When Cuadros arrived at Jack in the Box in the early morning hours of Feb. 17, 2019, he came with a gun, according to court documents. He and a woman were meeting Phelps in the 8500 block of Evergreen Way after setting up a deal to buy drugs from him.
They reportedly intended to rob Phelps, now 32, when he arrived.
However, they abandoned their plan when Anderson, now 30, and Wright, now 35, demanded their belongings, instead. Police believed Anderson wanted revenge against the woman because she’d set him up to be robbed a couple days earlier.
Anderson demanded the woman’s purse, but she refused. Cuadros stepped in to protect her. Wright lifted his shirt, showing a gun, according to court papers. Cuadros and the woman walked away, but Anderson and Wright followed them through the fast-food parking lot.
The woman reportedly pepper-sprayed Anderson.
Then, Wright shot Cuadros, prosecutors alleged. He and Anderson fled.
Cuadros was pronounced dead at 3:53 a.m. He was 19.
Anderson told police Wright buried the gun in a park. Tannehill, now 31, was their driver that night, according to court documents. He’d taken Wright and Anderson to the Jack in the Box. Afterward, he drove them to the Silver Lake neighborhood, where they told Phelps what happened.

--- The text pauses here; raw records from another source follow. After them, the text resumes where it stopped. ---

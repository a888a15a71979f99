use super::*;

const TS_FORMAT: &[time::format_description::FormatItem<'static>] =
    time::macros::format_description!("[hour]:[minute]:[second]");

pub(super) fn draw(frame: &mut ratatui::Frame, app: &App) {
    let area = frame.area();
    let chunks = Layout::default()
        .direction(Direction::Vertical)
        .constraints([
            Constraint::Length(2),
            Constraint::Min(0),
            Constraint::Length(3),
        ])
        .split(area);

    draw_header(frame, chunks[0], app);
    match app.console.screen() {
        Screen::Login => draw_login(frame, chunks[1], app),
        Screen::Groups => draw_groups(frame, chunks[1], app),
        Screen::Buckets => draw_buckets(frame, chunks[1], app),
    }
    draw_footer(frame, chunks[2], app);

    if let Some(modal) = &app.modal {
        modal::draw_modal(frame, modal);
    }
}

fn draw_header(frame: &mut ratatui::Frame, area: Rect, app: &App) {
    let screen = match app.console.screen() {
        Screen::Login => "login",
        Screen::Groups => "groups",
        Screen::Buckets => "buckets",
    };
    let mut spans = vec![
        Span::styled(
            "Bucket Console",
            Style::default().fg(Color::Black).bg(Color::White),
        ),
        Span::raw("  "),
        Span::styled(screen, Style::default().fg(Color::Cyan)),
    ];
    if let Some(session) = app.console.session() {
        spans.push(Span::raw("  signed in as "));
        spans.push(Span::styled(
            session.email.as_str(),
            Style::default().fg(Color::Green),
        ));
    }
    let header = Paragraph::new(Line::from(spans)).block(Block::default().borders(Borders::BOTTOM));
    frame.render_widget(header, area);
}

fn draw_login(frame: &mut ratatui::Frame, area: Rect, app: &App) {
    let parts = Layout::default()
        .direction(Direction::Vertical)
        .constraints([
            Constraint::Length(2),
            Constraint::Length(3),
            Constraint::Length(2),
            Constraint::Min(0),
        ])
        .split(area);

    frame.render_widget(
        Paragraph::new("Sign in: enter your email"),
        parts[0],
    );
    frame.render_widget(
        Paragraph::new(app.email.buf.as_str())
            .block(Block::default().borders(Borders::ALL).title("Email")),
        parts[1],
    );
    if app.modal.is_none() {
        frame.set_cursor_position((parts[1].x + 1 + app.email.cursor as u16, parts[1].y + 1));
    }

    let note = if matches!(app.pending, Some(Pending::Login(_))) {
        Line::from(Span::styled("signing in...", Style::default().fg(Color::Yellow)))
    } else if let Some(err) = app.console.login_error() {
        Line::from(Span::styled(err, Style::default().fg(Color::Red)))
    } else {
        Line::from("")
    };
    frame.render_widget(Paragraph::new(note), parts[2]);
    frame.render_widget(
        Paragraph::new("Signing in issues a token used for the protected endpoints.")
            .style(Style::default().fg(Color::Gray))
            .wrap(Wrap { trim: false }),
        parts[3],
    );
}

fn draw_groups(frame: &mut ratatui::Frame, area: Rect, app: &App) {
    let dir = app.console.directory();
    let parts = Layout::default()
        .direction(Direction::Vertical)
        .constraints([
            Constraint::Length(3),
            Constraint::Min(0),
            Constraint::Length(4),
        ])
        .split(area);

    let filter_title = if app.filtering { "Filter (editing)" } else { "Filter (/)" };
    frame.render_widget(
        Paragraph::new(app.filter.buf.as_str())
            .block(Block::default().borders(Borders::ALL).title(filter_title)),
        parts[0],
    );
    if app.filtering {
        frame.set_cursor_position((parts[0].x + 1 + app.filter.cursor as u16, parts[0].y + 1));
    }

    let count = if dir.is_loading() {
        "loading...".to_string()
    } else {
        format!("{} items", dir.members().len())
    };
    let block = Block::default()
        .borders(Borders::ALL)
        .title(format!("Groups / profiles ({})", count));

    if let Some(err) = dir.error() {
        frame.render_widget(
            Paragraph::new(Span::styled(err, Style::default().fg(Color::Red)))
                .wrap(Wrap { trim: false })
                .block(block),
            parts[1],
        );
    } else {
        let visible = dir.visible();
        let items: Vec<ListItem> = if visible.is_empty() {
            let msg = if *dir.state() == FetchState::Loading {
                "loading..."
            } else {
                "no groups found"
            };
            vec![ListItem::new(Span::styled(msg, Style::default().fg(Color::Gray)))]
        } else {
            visible
                .iter()
                .map(|m| {
                    let marker = match (dir.mode(), dir.is_selected(m)) {
                        (SelectMode::Single, true) => "(*) ",
                        (SelectMode::Single, false) => "( ) ",
                        (SelectMode::Multi, true) => "[x] ",
                        (SelectMode::Multi, false) => "[ ] ",
                    };
                    ListItem::new(vec![
                        Line::from(vec![
                            Span::raw(marker),
                            Span::styled(m.label(), Style::default().add_modifier(Modifier::BOLD)),
                        ]),
                        Line::from(Span::styled(
                            format!("    {}", m.detail()),
                            Style::default().fg(Color::Gray),
                        )),
                    ])
                })
                .collect()
        };
        let mut state = ListState::default();
        if !visible.is_empty() {
            state.select(Some(app.group_cursor));
        }
        frame.render_stateful_widget(
            List::new(items)
                .block(block)
                .highlight_style(Style::default().fg(Color::Yellow)),
            parts[1],
            &mut state,
        );
    }

    let selected = match app.console.selected_group() {
        Some(g) => vec![
            Line::from(Span::styled(
                g.label(),
                Style::default().add_modifier(Modifier::BOLD),
            )),
            Line::from(format!("ID: {}", g.id.as_deref().unwrap_or(""))),
        ],
        None => vec![Line::from(Span::styled(
            "no group selected",
            Style::default().fg(Color::Gray),
        ))],
    };
    frame.render_widget(
        Paragraph::new(selected)
            .block(Block::default().borders(Borders::ALL).title("Selected group")),
        parts[2],
    );
}

fn draw_buckets(frame: &mut ratatui::Frame, area: Rect, app: &App) {
    let Some(panel) = app.console.panel() else {
        frame.render_widget(
            Paragraph::new(vec![
                Line::from("No group selected."),
                Line::from("Press b to go back to group selection."),
            ])
            .block(Block::default().borders(Borders::ALL).title("Bucket actions")),
            area,
        );
        return;
    };

    let parts = Layout::default()
        .direction(Direction::Vertical)
        .constraints([Constraint::Length(3), Constraint::Min(0)])
        .split(area);
    let group = panel.group();
    frame.render_widget(
        Paragraph::new(vec![Line::from(vec![
            Span::styled(group.label(), Style::default().add_modifier(Modifier::BOLD)),
            Span::raw(format!("  ID: {}", group.id.as_deref().unwrap_or(""))),
        ])])
        .block(Block::default().borders(Borders::ALL).title("Selected group")),
        parts[0],
    );

    let cols = Layout::default()
        .direction(Direction::Horizontal)
        .constraints([Constraint::Percentage(45), Constraint::Percentage(55)])
        .split(parts[1]);

    let items: Vec<ListItem> = if panel.buckets().is_empty() {
        vec![ListItem::new(Span::styled(
            "no buckets listed",
            Style::default().fg(Color::Gray),
        ))]
    } else {
        panel
            .buckets()
            .iter()
            .map(|b| ListItem::new(b.name.as_str()))
            .collect()
    };
    let mut state = ListState::default();
    if !panel.buckets().is_empty() {
        state.select(Some(app.bucket_cursor));
    }
    frame.render_stateful_widget(
        List::new(items)
            .block(Block::default().borders(Borders::ALL).title("Buckets (group)"))
            .highlight_style(Style::default().fg(Color::Yellow))
            .highlight_symbol("> "),
        cols[0],
        &mut state,
    );

    let lines: Vec<Line> = panel
        .log()
        .lines()
        .map(|l| {
            if l.starts_with("error:") {
                Line::from(Span::styled(l, Style::default().fg(Color::Red)))
            } else {
                Line::from(l)
            }
        })
        .collect();
    // Keep the newest entries in view.
    let inner_h = cols[1].height.saturating_sub(2) as usize;
    let scroll = lines.len().saturating_sub(inner_h) as u16;
    frame.render_widget(
        Paragraph::new(lines)
            .wrap(Wrap { trim: false })
            .scroll((scroll, 0))
            .block(Block::default().borders(Borders::ALL).title("Output / log")),
        cols[1],
    );
}

fn draw_footer(frame: &mut ratatui::Frame, area: Rect, app: &App) {
    let hints = match app.console.screen() {
        Screen::Login => "Enter sign in  Esc quit",
        Screen::Groups => "Space select  Enter next  / filter  r refresh  o logout  q quit",
        Screen::Buckets => "n create  l list  d delete  x clear  b back  o logout  q quit",
    };

    let mut lines = Vec::new();
    if app.busy() {
        lines.push(Line::from(Span::styled(
            "working...",
            Style::default().fg(Color::Yellow),
        )));
    } else if let Some(status) = &app.status {
        let style = if status.error {
            Style::default().fg(Color::Red)
        } else {
            Style::default().fg(Color::White)
        };
        let ts = status.ts.format(TS_FORMAT).unwrap_or_default();
        lines.push(Line::from(vec![
            Span::styled(format!("{} ", ts), Style::default().fg(Color::Gray)),
            Span::styled(status.text.as_str(), style),
        ]));
    } else {
        lines.push(Line::from(""));
    }
    lines.push(Line::from(Span::styled(hints, Style::default().fg(Color::Gray))));

    frame.render_widget(
        Paragraph::new(lines).block(Block::default().borders(Borders::TOP)),
        area,
    );
}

After the shooting, Tannehill told a friend he was “freaked out.” He worried what the law would do to him for a “murder that was only supposed to be a robbery,” deputy prosecutor Michael Boska wrote in charging papers.
“I don’t believe that any of the individuals charged, except for the actual shooter, had an intent for a person to die,” Boska said in court Tuesday.
After 3½ years, Tannehill’s sentencing Tuesday was the last shoe to drop in this case. He will need to be processed by the Department of Corrections, but then he’s set for immediate release, Boska said.
Tannehill plans to live with family in rural eastern Washington and work in construction.
“He is doing so much better now than he was at the time of this incident,” his defense attorney Ann Mahony said.
Last month, Cuadros’ mother wrote to a judge before Anderson’s sentencing, saying her son’s murder left her with a “big hole in my heart.” She noted he was a happy kid. He liked making slingshots and playing tag or hide and seek. He was a role model for his younger siblings, she wrote.
In a separate letter, the victim’s older brother noted Cuadros had a daughter on the way when he died.
“She will also grow up without a father and she’ll not know what he looks like,” the brother wrote, “she won’t have her father for her first words, her first steps, her first prom, her wedding.”